At the risk of being even more unpopular, I have to say that whether you like it or not, Kev is right. There is no changing that fact. For people like you Nigel that doubt that the human form can affect animals, ask yourselves why then do the water boards advise to *not give to your pets either.* Seems a daft statement to make if pets are unaffected, don't you think? Anyhow I have seen snakes with the human form of crypto, and it is terrible. Most creatures including us humans just become ill and recover, but it is a one way trip for snakes, and that is to death. It is a horrible way to go too, with much suffering towards the end, watching the snakes fitting out, and going mad, and biting at themselves, etc. In cases that were exposed to crypto, it took up to a year as well, for it to fully come out, and as I recall trying to test the others showing no systems took at least 5 or 6 fecal tests for it to show, due to it not being shed at all times. 

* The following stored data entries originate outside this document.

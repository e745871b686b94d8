use crate::domain::escrow::Escrow;
use crate::domain::ports::{
    EscrowFilter, EscrowStore, PolicyRowStore, ProviderPolicyRow, SettingsStore,
};
use crate::domain::scope::ProviderScope;
use crate::error::{EscrowError, Result};
use async_trait::async_trait;
use rocksdb::{ColumnFamilyDescriptor, DB, Options, WriteBatch};
use serde_json::Value;
use std::path::Path;
use std::sync::Arc;
use uuid::Uuid;

/// Column Family for escrow aggregates, keyed by escrow id.
pub const CF_ESCROWS: &str = "escrows";
/// Column Family mapping order id to escrow id, backing the 1:1 invariant.
pub const CF_ORDER_INDEX: &str = "order_index";
/// Column Family for JSON settings documents.
pub const CF_SETTINGS: &str = "settings";
/// Column Family for provider-scoped policy rows, keyed by policy id.
pub const CF_PROVIDER_POLICIES: &str = "provider_policies";

/// A persistent store implementation using RocksDB.
///
/// One database serves the `EscrowStore`, `SettingsStore`, and
/// `PolicyRowStore` ports through separate Column Families with JSON values.
///
/// This struct is thread-safe (`Clone` shares the underlying `Arc<DB>`).
#[derive(Clone)]
pub struct RocksDBStore {
    db: Arc<DB>,
}

impl RocksDBStore {
    /// Opens or creates a RocksDB instance at the specified path, ensuring
    /// all required column families exist.
    pub fn open<P: AsRef<Path>>(path: P) -> Result<Self> {
        let mut opts = Options::default();
        opts.create_if_missing(true);
        opts.create_missing_column_families(true);

        let descriptors = [CF_ESCROWS, CF_ORDER_INDEX, CF_SETTINGS, CF_PROVIDER_POLICIES]
            .into_iter()
            .map(|name| ColumnFamilyDescriptor::new(name, Options::default()))
            .collect::<Vec<_>>();

        let db = DB::open_cf_descriptors(&opts, path, descriptors)?;

        Ok(Self { db: Arc::new(db) })
    }

    fn cf(&self, name: &str) -> Result<&rocksdb::ColumnFamily> {
        self.db.cf_handle(name).ok_or_else(|| {
            EscrowError::internal(std::io::Error::other(format!(
                "column family '{name}' not found"
            )))
        })
    }

    fn write_escrow(&self, escrow: &Escrow) -> Result<()> {
        let escrows = self.cf(CF_ESCROWS)?;
        let index = self.cf(CF_ORDER_INDEX)?;

        let mut batch = WriteBatch::default();
        batch.put_cf(escrows, escrow.id.as_bytes(), serde_json::to_vec(escrow)?);
        batch.put_cf(index, escrow.order_id.as_bytes(), escrow.id.as_bytes());
        self.db.write(batch)?;
        Ok(())
    }
}

#[async_trait]
impl EscrowStore for RocksDBStore {
    async fn insert(&self, escrow: Escrow) -> Result<()> {
        let index = self.cf(CF_ORDER_INDEX)?;
        if self
            .db
            .get_pinned_cf(index, escrow.order_id.as_bytes())?
            .is_some()
        {
            return Err(EscrowError::validation(format!(
                "an escrow already exists for order '{}'",
                escrow.order_id
            )));
        }
        self.write_escrow(&escrow)
    }

    async fn get(&self, id: Uuid) -> Result<Option<Escrow>> {
        let cf = self.cf(CF_ESCROWS)?;
        match self.db.get_cf(cf, id.as_bytes())? {
            Some(bytes) => Ok(Some(serde_json::from_slice(&bytes)?)),
            None => Ok(None),
        }
    }

    async fn find_by_order(&self, order_id: &str) -> Result<Option<Escrow>> {
        let index = self.cf(CF_ORDER_INDEX)?;
        let Some(id_bytes) = self.db.get_cf(index, order_id.as_bytes())? else {
            return Ok(None);
        };
        let id = Uuid::from_slice(&id_bytes).map_err(EscrowError::internal)?;
        EscrowStore::get(self, id).await
    }

    async fn save(&self, escrow: Escrow) -> Result<()> {
        self.write_escrow(&escrow)
    }

    async fn select(&self, filter: &EscrowFilter) -> Result<Vec<Escrow>> {
        let cf = self.cf(CF_ESCROWS)?;
        let mut escrows = Vec::new();
        for item in self.db.iterator_cf(cf, rocksdb::IteratorMode::Start) {
            let (_key, value) = item?;
            let escrow: Escrow = serde_json::from_slice(&value)?;
            if filter.matches(&escrow) {
                escrows.push(escrow);
            }
        }
        Ok(escrows)
    }
}

#[async_trait]
impl SettingsStore for RocksDBStore {
    async fn get(&self, key: &str) -> Result<Option<Value>> {
        let cf = self.cf(CF_SETTINGS)?;
        match self.db.get_cf(cf, key.as_bytes())? {
            Some(bytes) => Ok(Some(serde_json::from_slice(&bytes)?)),
            None => Ok(None),
        }
    }

    async fn set(&self, key: &str, value: Value) -> Result<()> {
        let cf = self.cf(CF_SETTINGS)?;
        self.db.put_cf(cf, key.as_bytes(), serde_json::to_vec(&value)?)?;
        Ok(())
    }
}

#[async_trait]
impl PolicyRowStore for RocksDBStore {
    async fn list_matching(&self, scope: &ProviderScope) -> Result<Vec<ProviderPolicyRow>> {
        let cf = self.cf(CF_PROVIDER_POLICIES)?;
        let mut rows = Vec::new();
        for item in self.db.iterator_cf(cf, rocksdb::IteratorMode::Start) {
            let (_key, value) = item?;
            let row: ProviderPolicyRow = serde_json::from_slice(&value)?;
            if row.visible_to(scope) {
                rows.push(row);
            }
        }
        Ok(rows)
    }

    async fn get(&self, id: &str) -> Result<Option<ProviderPolicyRow>> {
        let cf = self.cf(CF_PROVIDER_POLICIES)?;
        match self.db.get_cf(cf, id.as_bytes())? {
            Some(bytes) => Ok(Some(serde_json::from_slice(&bytes)?)),
            None => Ok(None),
        }
    }

    async fn insert(&self, row: ProviderPolicyRow) -> Result<()> {
        let cf = self.cf(CF_PROVIDER_POLICIES)?;
        self.db
            .put_cf(cf, row.policy.id.as_bytes(), serde_json::to_vec(&row)?)?;
        Ok(())
    }

    async fn save(&self, row: ProviderPolicyRow) -> Result<()> {
        PolicyRowStore::insert(self, row).await
    }

    async fn delete(&self, id: &str) -> Result<bool> {
        let cf = self.cf(CF_PROVIDER_POLICIES)?;
        let exists = self.db.get_pinned_cf(cf, id.as_bytes())?.is_some();
        if exists {
            self.db.delete_cf(cf, id.as_bytes())?;
        }
        Ok(exists)
    }
}
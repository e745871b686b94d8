//! Domain layer: value objects, entities, command payloads, and the ports
//! the application layer is written against.

pub mod escrow;
pub mod milestone;
pub mod money;
pub mod note;
pub mod patch;
pub mod policy;
pub mod ports;
pub mod scope;
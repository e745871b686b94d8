//! Provider scope resolution.
//!
//! The provider-facing path never trusts a caller-supplied scope: it is
//! derived per request from the acting user's id, their identity metadata,
//! and the company ownership recorded in the order/service read-model.

use crate::domain::ports::OrderDirectoryRef;
use crate::domain::scope::{ActingUser, ProviderScope};
use crate::error::Result;
use serde_json::Value;

pub struct ScopeResolver {
    directory: OrderDirectoryRef,
}

impl ScopeResolver {
    pub fn new(directory: OrderDirectoryRef) -> Self {
        Self { directory }
    }

    /// Union of the user's own provider id, any `companyId`/`companyIds`
    /// metadata keys, and the companies the read-model says they own.
    /// Entries are trimmed, empties dropped, duplicates removed. The result
    /// may legitimately be empty; callers treat that as zero visibility.
    pub async fn resolve(&self, user: &ActingUser) -> Result<ProviderScope> {
        let provider_id = Some(user.id.trim().to_string()).filter(|id| !id.is_empty());

        let mut company_ids: Vec<String> = Vec::new();
        let mut push = |raw: &str| {
            let trimmed = raw.trim();
            if !trimmed.is_empty() && !company_ids.iter().any(|c| c == trimmed) {
                company_ids.push(trimmed.to_string());
            }
        };

        if let Some(Value::String(company)) = user.metadata.get("companyId") {
            push(company);
        }
        if let Some(Value::Array(companies)) = user.metadata.get("companyIds") {
            for entry in companies {
                if let Value::String(company) = entry {
                    push(company);
                }
            }
        }
        if let Some(id) = &provider_id {
            for company in self.directory.companies_owned_by(id).await? {
                push(&company);
            }
        }

        Ok(ProviderScope {
            provider_id,
            company_ids,
        })
    }
}
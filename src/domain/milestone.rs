use chrono::{DateTime, Utc};
use rust_decimal::Decimal;
use serde::{Deserialize, Serialize};
use uuid::Uuid;

#[derive(Debug, Serialize, Deserialize, PartialEq, Eq, Clone, Copy, Default)]
#[serde(rename_all = "lowercase")]
pub enum MilestoneStatus {
    #[default]
    Pending,
    Submitted,
    Approved,
    Rejected,
}

impl MilestoneStatus {
    fn parse(raw: &str) -> Option<Self> {
        match raw.trim().to_lowercase().as_str() {
            "pending" => Some(Self::Pending),
            "submitted" => Some(Self::Submitted),
            "approved" => Some(Self::Approved),
            "rejected" => Some(Self::Rejected),
            _ => None,
        }
    }

    /// Create-side parse: unrecognized values fall back to `Pending`.
    pub fn parse_or_pending(raw: &str) -> Self {
        Self::parse(raw).unwrap_or_default()
    }

    /// Update-side parse: unrecognized values are ignored so the previous
    /// status is retained. Asymmetric with create on purpose.
    pub fn parse_opt(raw: &str) -> Option<Self> {
        Self::parse(raw)
    }

    pub fn as_str(&self) -> &'static str {
        match self {
            Self::Pending => "pending",
            Self::Submitted => "submitted",
            Self::Approved => "approved",
            Self::Rejected => "rejected",
        }
    }
}

/// A named sub-deliverable of an escrow. Amounts are informational sub-splits
/// and are never validated to sum to the parent escrow amount.
#[derive(Debug, Serialize, Deserialize, PartialEq, Clone)]
pub struct EscrowMilestone {
    pub id: Uuid,
    pub label: String,
    pub status: MilestoneStatus,
    pub sequence: i64,
    pub amount: Option<Decimal>,
    pub due_at: Option<DateTime<Utc>>,
    pub completed_at: Option<DateTime<Utc>>,
    pub evidence_url: Option<String>,
    pub created_at: DateTime<Utc>,
}

impl EscrowMilestone {
    pub fn new(label: impl Into<String>, sequence: i64) -> Self {
        Self {
            id: Uuid::new_v4(),
            label: label.into(),
            status: MilestoneStatus::Pending,
            sequence,
            amount: None,
            due_at: None,
            completed_at: None,
            evidence_url: None,
            created_at: Utc::now(),
        }
    }
}
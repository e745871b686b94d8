use crate::domain::escrow::Escrow;
use crate::domain::ports::{
    EscrowFilter, EscrowStore, OrderDirectory, OrderSummary, PolicyRowStore, ProviderPolicyRow,
    SettingsStore,
};
use crate::domain::scope::ProviderScope;
use crate::error::{EscrowError, Result};
use async_trait::async_trait;
use serde_json::Value;
use std::collections::HashMap;
use std::sync::Arc;
use tokio::sync::RwLock;
use uuid::Uuid;

/// A thread-safe in-memory escrow store.
///
/// Keeps a secondary order-id index alongside the primary map so the
/// one-escrow-per-order invariant holds under the same lock that admits the
/// insert. Ideal for tests and the seed-import CLI.
#[derive(Default, Clone)]
pub struct InMemoryEscrowStore {
    inner: Arc<RwLock<EscrowMaps>>,
}

#[derive(Default)]
struct EscrowMaps {
    escrows: HashMap<Uuid, Escrow>,
    by_order: HashMap<String, Uuid>,
}

impl InMemoryEscrowStore {
    /// Creates a new, empty in-memory escrow store.
    pub fn new() -> Self {
        Self::default()
    }
}

#[async_trait]
impl EscrowStore for InMemoryEscrowStore {
    async fn insert(&self, escrow: Escrow) -> Result<()> {
        let mut maps = self.inner.write().await;
        if maps.by_order.contains_key(&escrow.order_id) {
            return Err(EscrowError::validation(format!(
                "an escrow already exists for order '{}'",
                escrow.order_id
            )));
        }
        maps.by_order.insert(escrow.order_id.clone(), escrow.id);
        maps.escrows.insert(escrow.id, escrow);
        Ok(())
    }

    async fn get(&self, id: Uuid) -> Result<Option<Escrow>> {
        let maps = self.inner.read().await;
        Ok(maps.escrows.get(&id).cloned())
    }

    async fn find_by_order(&self, order_id: &str) -> Result<Option<Escrow>> {
        let maps = self.inner.read().await;
        Ok(maps
            .by_order
            .get(order_id)
            .and_then(|id| maps.escrows.get(id))
            .cloned())
    }

    async fn save(&self, escrow: Escrow) -> Result<()> {
        let mut maps = self.inner.write().await;
        maps.by_order.insert(escrow.order_id.clone(), escrow.id);
        maps.escrows.insert(escrow.id, escrow);
        Ok(())
    }

    async fn select(&self, filter: &EscrowFilter) -> Result<Vec<Escrow>> {
        let maps = self.inner.read().await;
        Ok(maps
            .escrows
            .values()
            .filter(|e| filter.matches(e))
            .cloned()
            .collect())
    }
}

/// In-memory order/service read-model.
///
/// Registration happens from synchronous setup code (tests, the CSV seed
/// import), so this one uses `std::sync::RwLock` rather than the async lock.
#[derive(Default, Clone)]
pub struct InMemoryOrderDirectory {
    orders: Arc<std::sync::RwLock<HashMap<String, OrderSummary>>>,
    ownership: Arc<std::sync::RwLock<HashMap<String, Vec<String>>>>,
}

impl InMemoryOrderDirectory {
    pub fn new() -> Self {
        Self::default()
    }

    pub fn register_order(&self, summary: OrderSummary) {
        let mut orders = self.orders.write().unwrap_or_else(|e| e.into_inner());
        orders.insert(summary.order_id.clone(), summary);
    }

    pub fn register_ownership(&self, owner_id: &str, company_ids: &[&str]) {
        let mut ownership = self.ownership.write().unwrap_or_else(|e| e.into_inner());
        ownership.insert(
            owner_id.to_string(),
            company_ids.iter().map(|c| c.to_string()).collect(),
        );
    }
}

#[async_trait]
impl OrderDirectory for InMemoryOrderDirectory {
    async fn order_exists(&self, order_id: &str) -> Result<bool> {
        let orders = self.orders.read().unwrap_or_else(|e| e.into_inner());
        Ok(orders.contains_key(order_id))
    }

    async fn order_summary(&self, order_id: &str) -> Result<Option<OrderSummary>> {
        let orders = self.orders.read().unwrap_or_else(|e| e.into_inner());
        Ok(orders.get(order_id).cloned())
    }

    async fn companies_owned_by(&self, user_id: &str) -> Result<Vec<String>> {
        let ownership = self.ownership.read().unwrap_or_else(|e| e.into_inner());
        Ok(ownership.get(user_id).cloned().unwrap_or_default())
    }
}

/// In-memory key/value document store for the escrow settings.
#[derive(Default, Clone)]
pub struct InMemorySettingsStore {
    documents: Arc<RwLock<HashMap<String, Value>>>,
}

impl InMemorySettingsStore {
    pub fn new() -> Self {
        Self::default()
    }
}

#[async_trait]
impl SettingsStore for InMemorySettingsStore {
    async fn get(&self, key: &str) -> Result<Option<Value>> {
        let documents = self.documents.read().await;
        Ok(documents.get(key).cloned())
    }

    async fn set(&self, key: &str, value: Value) -> Result<()> {
        let mut documents = self.documents.write().await;
        documents.insert(key.to_string(), value);
        Ok(())
    }
}

/// In-memory provider policy row store keyed by policy id.
#[derive(Default, Clone)]
pub struct InMemoryPolicyRowStore {
    rows: Arc<RwLock<HashMap<String, ProviderPolicyRow>>>,
}

impl InMemoryPolicyRowStore {
    pub fn new() -> Self {
        Self::default()
    }
}

#[async_trait]
impl PolicyRowStore for InMemoryPolicyRowStore {
    async fn list_matching(&self, scope: &ProviderScope) -> Result<Vec<ProviderPolicyRow>> {
        let rows = self.rows.read().await;
        Ok(rows.values().filter(|r| r.visible_to(scope)).cloned().collect())
    }

    async fn get(&self, id: &str) -> Result<Option<ProviderPolicyRow>> {
        let rows = self.rows.read().await;
        Ok(rows.get(id).cloned())
    }

    async fn insert(&self, row: ProviderPolicyRow) -> Result<()> {
        let mut rows = self.rows.write().await;
        rows.insert(row.policy.id.clone(), row);
        Ok(())
    }

    async fn save(&self, row: ProviderPolicyRow) -> Result<()> {
        let mut rows = self.rows.write().await;
        rows.insert(row.policy.id.clone(), row);
        Ok(())
    }

    async fn delete(&self, id: &str) -> Result<bool> {
        let mut rows = self.rows.write().await;
        Ok(rows.remove(id).is_some())
    }
}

With snakes, it affects their stomach lining, which become thicker and thicker until a snake say eating a giant rat, can only manage a pinky mouse, and at the end cannot even keep down a few drops of water as the stomach is no more. It is devastating, and highly contagious, so once in a collection will whip through quicker than anything else. With this in mind it really is not something that should be left to chance and so action should be taken *NOW* to hopefully avoid this terrible risk, and hope that you have acted soon enough. 

For others, buying snakes from the area, you should be placing them in quarantine anyhow for a year, if you wish to play safe with the risk of crypto and all over viruses out there. If you don't adhere to that sort or timing, then you are not allowing for the full incubation time.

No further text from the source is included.